I slipped my shoes back on and made my way to work.

Every day in this wonder-land I find myself in a new, magical, fulfilling situation. Every day, something new grips me by the heart and makes me smile.


*The Brahman caste is the high end of the Castes. A caste represents a social status. When a Hindu is born into that caste that is where they are destined to be. The Brahman are the only caste that can be a priest, doctor etc and they are untouchable by all other castes. This is something that still stands strong in Indian culture, but can also prohibit the lower castes from developing themselves. Different castes cannot be in a relationship and cannot marry. If they were to do this without their family’s consent, they would be shunned and have to leave their community.


My morning visit to the shrine


This is Ganesh: Son of Siva and Parvati, brother to Murgam.

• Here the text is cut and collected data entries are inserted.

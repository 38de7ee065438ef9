//! Tool Library - JSON-based tool header data
//!
//! Maps a lower-cased TOOL_KEY to the display name and cutting data written
//! into each tool header. Loaded once per run and read-only afterwards.
//!
//! ```json
//! {
//!   "UDRILL50": { "display": "(U-DRILL 50MM)", "type": "G97", "speed": 900, "feed": ".08" }
//! }
//! ```

use crate::error::{PostError, Result};
use serde::{Deserialize, Deserializer};
use std::collections::HashMap;
use std::path::Path;
use tracing::{debug, info, warn};

/// Default tool table file name, looked up in the working directory
pub const DEFAULT_TOOL_TABLE: &str = "tools.json";

/// Header data for one tool
#[derive(Debug, Clone, PartialEq, Deserialize)]
pub struct ToolEntry {
    /// Text written after the N-number, usually a parenthesized comment
    #[serde(default = "default_display")]
    pub display: String,

    /// Spindle mode written after G99 (G96 constant surface speed, G97 fixed RPM)
    #[serde(rename = "type", default = "default_motion_code")]
    pub motion_code: String,

    /// Written verbatim after `S`
    #[serde(default = "default_speed", deserialize_with = "scalar")]
    pub speed: String,

    /// Written verbatim after `F`
    #[serde(default = "default_feed", deserialize_with = "scalar")]
    pub feed: String,
}

fn default_display() -> String {
    "(UNKNOWN TOOL)".to_string()
}

fn default_motion_code() -> String {
    "G96".to_string()
}

fn default_speed() -> String {
    "200".to_string()
}

fn default_feed() -> String {
    ".25".to_string()
}

/// Speed and feed show up both as JSON strings and numbers
#[derive(Deserialize)]
#[serde(untagged)]
enum Scalar {
    Text(String),
    Number(serde_json::Number),
}

fn scalar<'de, D: Deserializer<'de>>(deserializer: D) -> std::result::Result<String, D::Error> {
    Ok(match Scalar::deserialize(deserializer)? {
        Scalar::Text(s) => s,
        Scalar::Number(n) => n.to_string(),
    })
}

/// Normalized lookup form of a tool key
pub fn normalize_key(key: &str) -> String {
    key.trim().to_lowercase()
}

/// Tool table - entries indexed by normalized key
#[derive(Debug, Clone, Default, PartialEq)]
pub struct ToolTable {
    tools: HashMap<String, ToolEntry>,
}

impl ToolTable {
    pub fn new() -> Self {
        Self::default()
    }

    /// Parse a tool table from JSON text, normalizing keys
    pub fn from_json(json: &str) -> std::result::Result<Self, serde_json::Error> {
        let raw: HashMap<String, ToolEntry> = serde_json::from_str(json)?;
        Ok(raw.into_iter().collect())
    }

    /// Load a tool table from a JSON file
    pub fn from_file(path: impl AsRef<Path>) -> Result<Self> {
        let path = path.as_ref();
        let content = std::fs::read_to_string(path).map_err(|source| PostError::ReadToolTable {
            path: path.to_path_buf(),
            source,
        })?;
        Self::from_json(&content).map_err(|source| PostError::ParseToolTable {
            path: path.to_path_buf(),
            source,
        })
    }

    /// Load a tool table, falling back to an empty one when the file doesn't exist.
    ///
    /// A file that exists but can't be read or parsed is still an error.
    pub fn load_or_empty(path: impl AsRef<Path>) -> Result<Self> {
        let path = path.as_ref();
        if !path.exists() {
            warn!("No tool table at {} - continuing without tool data", path.display());
            return Ok(Self::new());
        }

        let table = Self::from_file(path)?;
        info!("Loaded {} tools from {}", table.len(), path.display());
        debug!("Tool keys: {}", table.keys().join(", "));
        Ok(table)
    }

    pub fn insert(&mut self, key: &str, entry: ToolEntry) {
        self.tools.insert(normalize_key(key), entry);
    }

    /// Look up a tool by key (case-insensitive, surrounding whitespace ignored)
    pub fn get(&self, key: &str) -> Option<&ToolEntry> {
        self.tools.get(&normalize_key(key))
    }

    pub fn len(&self) -> usize {
        self.tools.len()
    }

    pub fn is_empty(&self) -> bool {
        self.tools.is_empty()
    }

    /// Keys in sorted order
    pub fn keys(&self) -> Vec<&str> {
        let mut keys: Vec<_> = self.tools.keys().map(String::as_str).collect();
        keys.sort_unstable();
        keys
    }
}

impl FromIterator<(String, ToolEntry)> for ToolTable {
    fn from_iter<I: IntoIterator<Item = (String, ToolEntry)>>(iter: I) -> Self {
        let mut table = ToolTable::new();
        for (key, entry) in iter {
            table.insert(&key, entry);
        }
        table
    }
}
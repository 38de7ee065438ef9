//! Fixed startup/shutdown blocks wrapped around every posted program

use super::GCodeOutput;

pub const START_MARKER: &str = "START";
pub const TAPE_MARKER: &str = "%";

/// Spindle clamp, home U, home W, optional stop
pub const STARTUP_CODES: [&str; 4] = ["N01G50S2000", "N02G28U0", "N03G28W0", "N04M00"];

/// Spindle stop, home and clamp, end of program
pub const SHUTDOWN_CODES: [&str; 3] = ["M05S1500", "G28U0W0M40", "M99"];

/// Wrap an assembled body in the startup and shutdown blocks
pub fn wrap(program_number: &str, body: Vec<String>) -> GCodeOutput {
    let mut output = GCodeOutput::new();

    output.emit(START_MARKER);
    output.emit(TAPE_MARKER);
    output.emit(program_number);
    output.emit_all(STARTUP_CODES);
    output.emit("");

    output.emit_all(body);

    output.emit("");
    output.emit_all(SHUTDOWN_CODES);
    output.emit(TAPE_MARKER);

    output
}

#[cfg(test)]
mod tests {
    use super::*;
    use pretty_assertions::assert_eq;

    #[test]
    fn test_wrap() {
        let output = wrap("O0042", vec!["G01X1.".to_string()]);
        assert_eq!(
            output.lines,
            vec![
                "START",
                "%",
                "O0042",
                "N01G50S2000",
                "N02G28U0",
                "N03G28W0",
                "N04M00",
                "",
                "G01X1.",
                "",
                "M05S1500",
                "G28U0W0M40",
                "M99",
                "%",
            ]
        );
    }

    #[test]
    fn test_wrap_empty_body() {
        let output = wrap("O0000", Vec::new());
        assert_eq!(output.len(), 13);
        assert_eq!(output.lines[2], "O0000");
        assert_eq!(output.lines[8], "");
    }
}
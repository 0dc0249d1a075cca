//! `prysm generate` command - Render a build plan and save it for a tenant.

use prysm_schema::{FileSink, PrysmConfig};

use crate::cli::GenerateArgs;
use crate::error::CliResult;
use crate::output::{self, success};
use crate::plan::BuildPlan;

/// Run the generate command
pub fn run(args: GenerateArgs, config: &PrysmConfig) -> CliResult<()> {
    output::header("Generate Schema");

    let sink = match &args.output {
        Some(dir) => FileSink::new(dir).with_extension(&config.output.extension),
        None => FileSink::from_config(&config.output),
    };

    output::kv("Plan", &args.plan.display().to_string());
    output::kv("Tenant", &args.tenant);
    output::kv("Output", &sink.root().display().to_string());
    output::newline();

    // Replay plan
    output::step(1, 3, "Replaying build plan...");
    let plan = BuildPlan::load(&args.plan)?;
    let builder = plan.build()?;

    // Render
    output::step(2, 3, "Rendering schema...");
    let rendered = builder.render();
    for diagnostic in &rendered.diagnostics {
        output::diagnostic(diagnostic);
    }

    // Write
    output::step(3, 3, "Writing schema...");
    let path = builder.save(&sink, &args.tenant)?;

    output::newline();
    success(&format!("Schema written to {}", path.display()));

    let stats = builder.schema().stats();
    output::kv("Models", &stats.model_count.to_string());
    output::kv("Fields", &stats.field_count.to_string());
    output::kv("Relations", &stats.relation_count.to_string());

    Ok(())
}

His story goes like this: One day, Parvati, wife of Lord Siva sat down to meditate. She asked Ganesh to watch over her so she could be peaceful. So, that is what he did. His father Siva soon came and tried to to see his wife, but Ganesh would not let him in. He didn't want to defy his Mother's orders. This angered Siva so much that he cut of Ganesh's head. Parvati emerged from her meditation and, as you would expect, was extremely distraught. She cried and she cried 'How could a father do this to his son?' Siva, seeing the tears in his wife's eyes, saw the error in his ways and was ordered by Parvati to fetch her son a new head. Lord Siva then sent his army to source a new head for his son Ganesh. He demanded that they find a suitable head that was looking North. The army looked all over the land and could not find a single person facing North. They were worried that this would enrage their god. They looked far and wide until they came across a heard of elephants... facing north. Using great intuition, they selected one of the elephants, cut off it's head and returned to their god. Siva placed the head upon Ganesh and thus he was reborn: Ganesh, The Protector.